Sigh. Okay. Let's do this.
RevCam's on the phone talking to a "Mrs. Lahey" and thanking her for some donation, and he suck-uppingly tells her that she's always been so generous with her time and money. And despite RevCam's protests, this "Mrs. Lahey" puts "Jack" on the phone, and I guess this is Mrs. Lahey's son. Simon strolls in, and RevCam actually points to the phone and mouths the words "blah blah blah" and makes the "blah blah blah" gesture with his hand, like what kind of an asshole is RevCam? This woman is a valued donor to his congregation and her reward is insults from RevCam? And he asks the kid to put his mom back on the phone, and we actually hear the kid yell "Mom!" which I guess he did right into the receiver. And then RevCam asks Mrs. Lahey if "Jeff" is all right, even though he definitely just said the kid's name is "Jack," and how sad is it that Stephen Collins can't be bothered to get his lines right and that no one involved with the show seems to give a shit, I mean, why leave this completely unnecessary conversation in? So RevCam tells Mrs. Lahey that her son has a "lively" way of expressing himself, in a tone of voice that indicates that "lively" is the most polite way he can think of to say something else instead, like, say, "little hellion."
After RevCam hangs up, Simon says that he thinks that's (putting kids on the phone) a "mom" thing, because whenever he calls Mary (who?), she always puts little "Charles Miguel" on the phone and he winds up paying long-distance just to hear his nephew breathe. Damn womenfolk! RevCam says Charles Miguel will be talking in no time, which I'm sure he's not looking forward to, because it's as soon as kids talk that they get all lippy, hey, RevCam? Well, not SamVid. Come to think of it, maybe that's why he thinks Jack/Jeff is so lively: the kid didn't talk like someone gave him horse tranquilizers.

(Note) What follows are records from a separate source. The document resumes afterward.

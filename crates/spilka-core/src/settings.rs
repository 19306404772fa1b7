//! Settings resolution and the administrative update surface.
//!
//! Raw `messaging_*` key/value pairs from the settings store are parsed and
//! overlaid onto hard defaults; a missing or malformed key falls back to the
//! default instead of failing the request. Every operation resolves a fresh
//! snapshot so an administrative change never produces a half-updated view
//! mid-request.

use std::str::FromStr;

use chrono::Utc;
use tracing::{debug, warn};

use spilka_db::Database;
use spilka_types::api::SettingsUpdate;
use spilka_types::roles::MembershipRole;
use spilka_types::settings::MessagingSettings;

use crate::error::{MessagingError, Result};

const PREFIX: &str = "messaging_";

pub fn resolve(db: &Database) -> Result<MessagingSettings> {
    let mut settings = MessagingSettings::default();
    for (key, value) in db.settings_with_prefix(PREFIX)? {
        apply_key(&mut settings, &key, &value);
    }
    Ok(settings)
}

fn apply_key(settings: &mut MessagingSettings, key: &str, raw: &str) {
    match key {
        "messaging_enabled" => set_bool(&mut settings.enabled, key, raw),
        "messaging_dm_enabled" => set_bool(&mut settings.dm_enabled, key, raw),
        "messaging_group_chat_enabled" => set_bool(&mut settings.group_chat_enabled, key, raw),
        "messaging_same_group_enabled" => set_bool(&mut settings.same_group_enabled, key, raw),
        "messaging_cross_group_enabled" => set_bool(&mut settings.cross_group_enabled, key, raw),
        "messaging_attachments_enabled" => set_bool(&mut settings.attachments_enabled, key, raw),
        "messaging_dm_initiator_roles" => set_roles(&mut settings.dm_initiator_roles, key, raw),
        "messaging_group_creator_roles" => set_roles(&mut settings.group_creator_roles, key, raw),
        "messaging_max_attachment_size_mb" => {
            set_u32(&mut settings.max_attachment_size_mb, key, raw)
        }
        "messaging_rate_limit_messages_per_minute" => {
            set_u32(&mut settings.rate_limit_messages_per_minute, key, raw)
        }
        "messaging_max_group_participants" => {
            set_u32(&mut settings.max_group_participants, key, raw)
        }
        "messaging_edit_window_minutes" => set_u32(&mut settings.edit_window_minutes, key, raw),
        "messaging_allowed_attachment_types" => {
            set_strings(&mut settings.allowed_attachment_types, key, raw)
        }
        other => debug!("ignoring unknown settings key {other}"),
    }
}

fn set_bool(target: &mut bool, key: &str, raw: &str) {
    match raw.trim() {
        "true" | "1" => *target = true,
        "false" | "0" => *target = false,
        _ => warn!("malformed boolean for {key}: {raw:?}, keeping default"),
    }
}

fn set_u32(target: &mut u32, key: &str, raw: &str) {
    match raw.trim().parse::<u32>() {
        Ok(value) => *target = value,
        Err(_) => warn!("malformed number for {key}: {raw:?}, keeping default"),
    }
}

/// Arrays are stored either as a JSON array or a comma-separated list.
fn parse_list(raw: &str) -> Vec<String> {
    if let Ok(values) = serde_json::from_str::<Vec<String>>(raw) {
        return values;
    }
    raw.split(',')
        .map(|s| s.trim().to_string())
        .filter(|s| !s.is_empty())
        .collect()
}

fn set_roles(target: &mut Vec<MembershipRole>, key: &str, raw: &str) {
    let mut roles = Vec::new();
    for item in parse_list(raw) {
        match MembershipRole::from_str(&item) {
            Ok(role) => roles.push(role),
            Err(_) => warn!("unknown role {item:?} in {key}, skipping"),
        }
    }
    *target = roles;
}

fn set_strings(target: &mut Vec<String>, _key: &str, raw: &str) {
    *target = parse_list(raw);
}

/// Validate and persist a partial settings write. Only the provided keys are
/// stored; the returned list names what changed.
pub fn apply_update(db: &Database, update: &SettingsUpdate) -> Result<Vec<String>> {
    validate_update(update)?;

    let now = Utc::now();
    let mut updated = Vec::new();

    let mut put = |key: &'static str, value: String| -> Result<()> {
        db.upsert_setting(key, &value, now)?;
        updated.push(key.to_string());
        Ok(())
    };

    if let Some(v) = update.enabled {
        put("messaging_enabled", v.to_string())?;
    }
    if let Some(v) = update.dm_enabled {
        put("messaging_dm_enabled", v.to_string())?;
    }
    if let Some(v) = update.group_chat_enabled {
        put("messaging_group_chat_enabled", v.to_string())?;
    }
    if let Some(v) = update.same_group_enabled {
        put("messaging_same_group_enabled", v.to_string())?;
    }
    if let Some(v) = update.cross_group_enabled {
        put("messaging_cross_group_enabled", v.to_string())?;
    }
    if let Some(v) = update.attachments_enabled {
        put("messaging_attachments_enabled", v.to_string())?;
    }
    if let Some(roles) = &update.dm_initiator_roles {
        put("messaging_dm_initiator_roles", roles_to_json(roles)?)?;
    }
    if let Some(roles) = &update.group_creator_roles {
        put("messaging_group_creator_roles", roles_to_json(roles)?)?;
    }
    if let Some(v) = update.max_attachment_size_mb {
        put("messaging_max_attachment_size_mb", v.to_string())?;
    }
    if let Some(v) = update.rate_limit_messages_per_minute {
        put("messaging_rate_limit_messages_per_minute", v.to_string())?;
    }
    if let Some(v) = update.max_group_participants {
        put("messaging_max_group_participants", v.to_string())?;
    }
    if let Some(v) = update.edit_window_minutes {
        put("messaging_edit_window_minutes", v.to_string())?;
    }
    if let Some(types) = &update.allowed_attachment_types {
        put(
            "messaging_allowed_attachment_types",
            serde_json::to_string(types).map_err(anyhow::Error::from)?,
        )?;
    }

    Ok(updated)
}

fn roles_to_json(roles: &[MembershipRole]) -> Result<String> {
    let names: Vec<&str> = roles.iter().map(|r| r.as_str()).collect();
    Ok(serde_json::to_string(&names).map_err(anyhow::Error::from)?)
}

fn validate_update(update: &SettingsUpdate) -> Result<()> {
    if let Some(mb) = update.max_attachment_size_mb {
        if !(1..=500).contains(&mb) {
            return Err(MessagingError::Validation(
                "max_attachment_size_mb must be between 1 and 500".to_string(),
            ));
        }
    }
    if let Some(rate) = update.rate_limit_messages_per_minute {
        if !(1..=600).contains(&rate) {
            return Err(MessagingError::Validation(
                "rate_limit_messages_per_minute must be between 1 and 600".to_string(),
            ));
        }
    }
    if let Some(cap) = update.max_group_participants {
        if !(2..=10_000).contains(&cap) {
            return Err(MessagingError::Validation(
                "max_group_participants must be between 2 and 10000".to_string(),
            ));
        }
    }
    if let Some(window) = update.edit_window_minutes {
        if window > 10_080 {
            return Err(MessagingError::Validation(
                "edit_window_minutes must be at most 10080".to_string(),
            ));
        }
    }
    if let Some(types) = &update.allowed_attachment_types {
        for mime in types {
            if !mime.contains('/') || mime.trim().is_empty() {
                return Err(MessagingError::Validation(format!(
                    "'{mime}' is not a valid MIME type"
                )));
            }
        }
    }
    Ok(())
}

#[cfg(test)]
mod tests {
    use super::*;

    #[test]
    fn empty_store_yields_defaults() {
        let db = Database::open_in_memory().unwrap();
        let settings = resolve(&db).unwrap();
        assert_eq!(settings, MessagingSettings::default());
    }

    #[test]
    fn stored_keys_overlay_defaults() {
        let db = Database::open_in_memory().unwrap();
        let now = Utc::now();
        db.upsert_setting("messaging_enabled", "false", now).unwrap();
        db.upsert_setting("messaging_rate_limit_messages_per_minute", "5", now)
            .unwrap();
        db.upsert_setting(
            "messaging_dm_initiator_roles",
            r#"["supporter", "member"]"#,
            now,
        )
        .unwrap();

        let settings = resolve(&db).unwrap();
        assert!(!settings.enabled);
        assert_eq!(settings.rate_limit_messages_per_minute, 5);
        assert_eq!(
            settings.dm_initiator_roles,
            vec![MembershipRole::Supporter, MembershipRole::Member]
        );
        // untouched keys keep their defaults
        assert_eq!(settings.edit_window_minutes, 15);
    }

    #[test]
    fn malformed_values_fall_back_to_defaults() {
        let db = Database::open_in_memory().unwrap();
        let now = Utc::now();
        db.upsert_setting("messaging_enabled", "banana", now).unwrap();
        db.upsert_setting("messaging_edit_window_minutes", "-3", now).unwrap();
        db.upsert_setting("messaging_group_creator_roles", r#"["tsar"]"#, now)
            .unwrap();

        let settings = resolve(&db).unwrap();
        assert!(settings.enabled);
        assert_eq!(settings.edit_window_minutes, 15);
        assert!(settings.group_creator_roles.is_empty());
    }

    #[test]
    fn comma_separated_lists_are_accepted() {
        let db = Database::open_in_memory().unwrap();
        db.upsert_setting(
            "messaging_allowed_attachment_types",
            "image/png, image/jpeg",
            Utc::now(),
        )
        .unwrap();

        let settings = resolve(&db).unwrap();
        assert_eq!(
            settings.allowed_attachment_types,
            vec!["image/png".to_string(), "image/jpeg".to_string()]
        );
    }

    #[test]
    fn update_round_trips_through_the_store() {
        let db = Database::open_in_memory().unwrap();
        let update = SettingsUpdate {
            rate_limit_messages_per_minute: Some(5),
            dm_initiator_roles: Some(vec![MembershipRole::Candidate]),
            ..SettingsUpdate::default()
        };

        let updated = apply_update(&db, &update).unwrap();
        assert_eq!(
            updated,
            vec![
                "messaging_dm_initiator_roles".to_string(),
                "messaging_rate_limit_messages_per_minute".to_string(),
            ]
        );

        let settings = resolve(&db).unwrap();
        assert_eq!(settings.rate_limit_messages_per_minute, 5);
        assert_eq!(settings.dm_initiator_roles, vec![MembershipRole::Candidate]);
    }

    #[test]
    fn update_bounds_are_enforced() {
        let db = Database::open_in_memory().unwrap();

        let zero_rate = SettingsUpdate {
            rate_limit_messages_per_minute: Some(0),
            ..SettingsUpdate::default()
        };
        assert!(matches!(
            apply_update(&db, &zero_rate),
            Err(MessagingError::Validation(_))
        ));

        let tiny_group = SettingsUpdate {
            max_group_participants: Some(1),
            ..SettingsUpdate::default()
        };
        assert!(matches!(
            apply_update(&db, &tiny_group),
            Err(MessagingError::Validation(_))
        ));

        let bad_mime = SettingsUpdate {
            allowed_attachment_types: Some(vec!["png".to_string()]),
            ..SettingsUpdate::default()
        };
        assert!(matches!(
            apply_update(&db, &bad_mime),
            Err(MessagingError::Validation(_))
        ));

        // nothing was stored on the failed writes
        assert!(db.settings_with_prefix("messaging_").unwrap().is_empty());
    }
}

So Simon's visit is to say his goodbyes, since he's going back to school. RevCam sighs and says he wishes Simon would acknowledge the bad choices he made in his last year at school, instead of leaving with "a commitment to continue some bad choices." Man, who didn't make some bad choices in college? Fortunately, none of my bad choices even speak to me anymore. Simon breezily says they'll have to agree to disagree, and RevCam wearily agrees with that, but then he says he hopes that when Simon has to face up to the consequences of his bad choices, that he won't let the fact that RevCam is right deter Simon from coming to his father for help. I doubt it, RevCam. I think it'll be your smug, sanctimonious attitude that'll deter him. Simon sort of nods and smiles, but that might be because RevCam whips out the ol' RevChequebook and starts buying back Simon's love. If I were Simon, I'd wait until I had the cheque in my hands before I would start going on about how the only consequences were that he examined his life, and that he's not a bad guy, and that if he continues to do what he's been doing, it'll be for the right reasons. "Like marriage?" says RevCam, hopefully. Idiot. Simon wonders if RevCam really wants Simon to get married when he's only 19. RevCam says no, although the truth is he'd prefer that to Simon having sex. Which is what always annoyed me about the "saving ourselves for marriage" crew at my Catholic high school. Most of them got married straight out of high school. You want to impress me with your abstinence? Hold off until after college and you establish your career, and THEN get married. But don't act all pious about saving yourself when your summer-after-high-school-graduation-marriage more or less proves you just want to get on with the rutting like the rest of us do. RevCam blah blahs about Simon meeting someone he's crazy about, someone whose life complements his, and then after college they get married, and then they have sex. Simon just smiles and takes the cheque and thinks about scoring during Frosh Week. Dude, play some Cat Stevens at the Frosh Week coffeehouse, and your dance card will always be filled.